(Records from a data collection)

┄┄┄┄┄┄┄┄┄┄

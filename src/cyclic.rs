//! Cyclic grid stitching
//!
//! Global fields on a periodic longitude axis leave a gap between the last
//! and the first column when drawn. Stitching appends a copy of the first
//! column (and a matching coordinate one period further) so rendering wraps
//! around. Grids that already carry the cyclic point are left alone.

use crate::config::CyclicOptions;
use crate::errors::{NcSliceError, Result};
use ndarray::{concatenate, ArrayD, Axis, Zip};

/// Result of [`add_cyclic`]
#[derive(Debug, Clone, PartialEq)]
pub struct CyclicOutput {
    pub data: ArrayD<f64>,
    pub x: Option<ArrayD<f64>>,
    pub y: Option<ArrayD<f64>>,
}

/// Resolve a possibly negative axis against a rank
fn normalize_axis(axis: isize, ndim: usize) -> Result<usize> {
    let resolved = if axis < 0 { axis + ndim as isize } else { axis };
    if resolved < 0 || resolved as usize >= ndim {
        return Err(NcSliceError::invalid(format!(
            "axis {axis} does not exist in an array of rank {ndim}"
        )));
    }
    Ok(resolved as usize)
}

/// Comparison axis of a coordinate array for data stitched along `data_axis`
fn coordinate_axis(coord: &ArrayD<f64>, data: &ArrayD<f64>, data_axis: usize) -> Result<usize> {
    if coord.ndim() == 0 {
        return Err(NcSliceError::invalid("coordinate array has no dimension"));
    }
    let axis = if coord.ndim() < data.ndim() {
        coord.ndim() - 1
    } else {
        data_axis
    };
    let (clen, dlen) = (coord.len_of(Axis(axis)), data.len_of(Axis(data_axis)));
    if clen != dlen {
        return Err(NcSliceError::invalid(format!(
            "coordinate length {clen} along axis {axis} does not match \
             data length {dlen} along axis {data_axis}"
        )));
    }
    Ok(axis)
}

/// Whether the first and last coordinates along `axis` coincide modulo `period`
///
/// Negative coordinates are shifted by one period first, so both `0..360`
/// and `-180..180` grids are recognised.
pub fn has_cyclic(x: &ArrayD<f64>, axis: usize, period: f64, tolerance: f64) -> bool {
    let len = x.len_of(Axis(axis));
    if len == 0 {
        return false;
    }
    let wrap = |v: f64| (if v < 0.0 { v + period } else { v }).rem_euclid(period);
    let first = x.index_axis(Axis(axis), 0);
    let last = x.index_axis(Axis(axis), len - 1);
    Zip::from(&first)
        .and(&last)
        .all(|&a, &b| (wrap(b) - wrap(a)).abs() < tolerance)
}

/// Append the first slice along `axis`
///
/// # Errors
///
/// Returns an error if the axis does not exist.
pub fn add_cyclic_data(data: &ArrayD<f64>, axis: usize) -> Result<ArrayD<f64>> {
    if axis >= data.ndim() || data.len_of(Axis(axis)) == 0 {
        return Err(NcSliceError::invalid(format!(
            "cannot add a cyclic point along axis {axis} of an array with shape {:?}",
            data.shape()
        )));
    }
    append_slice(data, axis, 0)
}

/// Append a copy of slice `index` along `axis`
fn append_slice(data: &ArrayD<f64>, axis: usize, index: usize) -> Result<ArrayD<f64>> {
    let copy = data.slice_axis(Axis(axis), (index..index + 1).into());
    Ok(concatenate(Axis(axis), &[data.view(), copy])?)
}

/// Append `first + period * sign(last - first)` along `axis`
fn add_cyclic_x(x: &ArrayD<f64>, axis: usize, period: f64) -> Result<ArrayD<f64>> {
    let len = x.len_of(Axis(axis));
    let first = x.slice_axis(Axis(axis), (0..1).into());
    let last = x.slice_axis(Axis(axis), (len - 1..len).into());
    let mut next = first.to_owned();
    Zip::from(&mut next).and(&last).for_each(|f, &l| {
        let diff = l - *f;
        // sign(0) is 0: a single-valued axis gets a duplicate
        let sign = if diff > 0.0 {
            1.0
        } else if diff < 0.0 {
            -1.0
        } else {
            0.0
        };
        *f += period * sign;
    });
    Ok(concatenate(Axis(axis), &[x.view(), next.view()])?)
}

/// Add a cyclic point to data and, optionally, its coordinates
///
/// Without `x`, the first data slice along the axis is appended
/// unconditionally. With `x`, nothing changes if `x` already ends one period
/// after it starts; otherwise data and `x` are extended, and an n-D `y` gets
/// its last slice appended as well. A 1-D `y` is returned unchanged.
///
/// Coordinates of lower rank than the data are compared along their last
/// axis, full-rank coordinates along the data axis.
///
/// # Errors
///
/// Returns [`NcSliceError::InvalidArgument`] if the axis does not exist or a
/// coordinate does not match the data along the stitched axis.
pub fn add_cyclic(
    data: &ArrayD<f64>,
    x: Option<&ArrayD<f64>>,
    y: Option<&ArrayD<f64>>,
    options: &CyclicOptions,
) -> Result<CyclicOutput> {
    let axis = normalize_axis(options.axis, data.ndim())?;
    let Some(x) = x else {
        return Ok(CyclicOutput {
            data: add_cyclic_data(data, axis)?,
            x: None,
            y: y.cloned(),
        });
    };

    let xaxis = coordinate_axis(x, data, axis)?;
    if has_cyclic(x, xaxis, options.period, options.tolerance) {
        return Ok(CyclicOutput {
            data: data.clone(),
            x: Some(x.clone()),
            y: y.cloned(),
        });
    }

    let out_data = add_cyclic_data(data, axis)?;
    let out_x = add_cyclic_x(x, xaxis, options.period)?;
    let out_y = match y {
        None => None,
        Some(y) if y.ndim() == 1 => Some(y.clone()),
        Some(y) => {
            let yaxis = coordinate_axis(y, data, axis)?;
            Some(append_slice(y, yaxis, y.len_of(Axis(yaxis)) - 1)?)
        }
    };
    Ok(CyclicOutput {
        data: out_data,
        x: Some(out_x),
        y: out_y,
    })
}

┄┄┄┄┄┄┄┄┄┄

Directions ▸ All lines above from the one containing "along their last" to the one containing "not exist or a" must be repeated exactly, both lines included, and no others.

Reply ▸
/// Coordinates of lower rank than the data are compared along their last
/// axis, full-rank coordinates along the data axis.
///
/// # Errors
///
/// Returns [`NcSliceError::InvalidArgument`] if the axis does not exist or a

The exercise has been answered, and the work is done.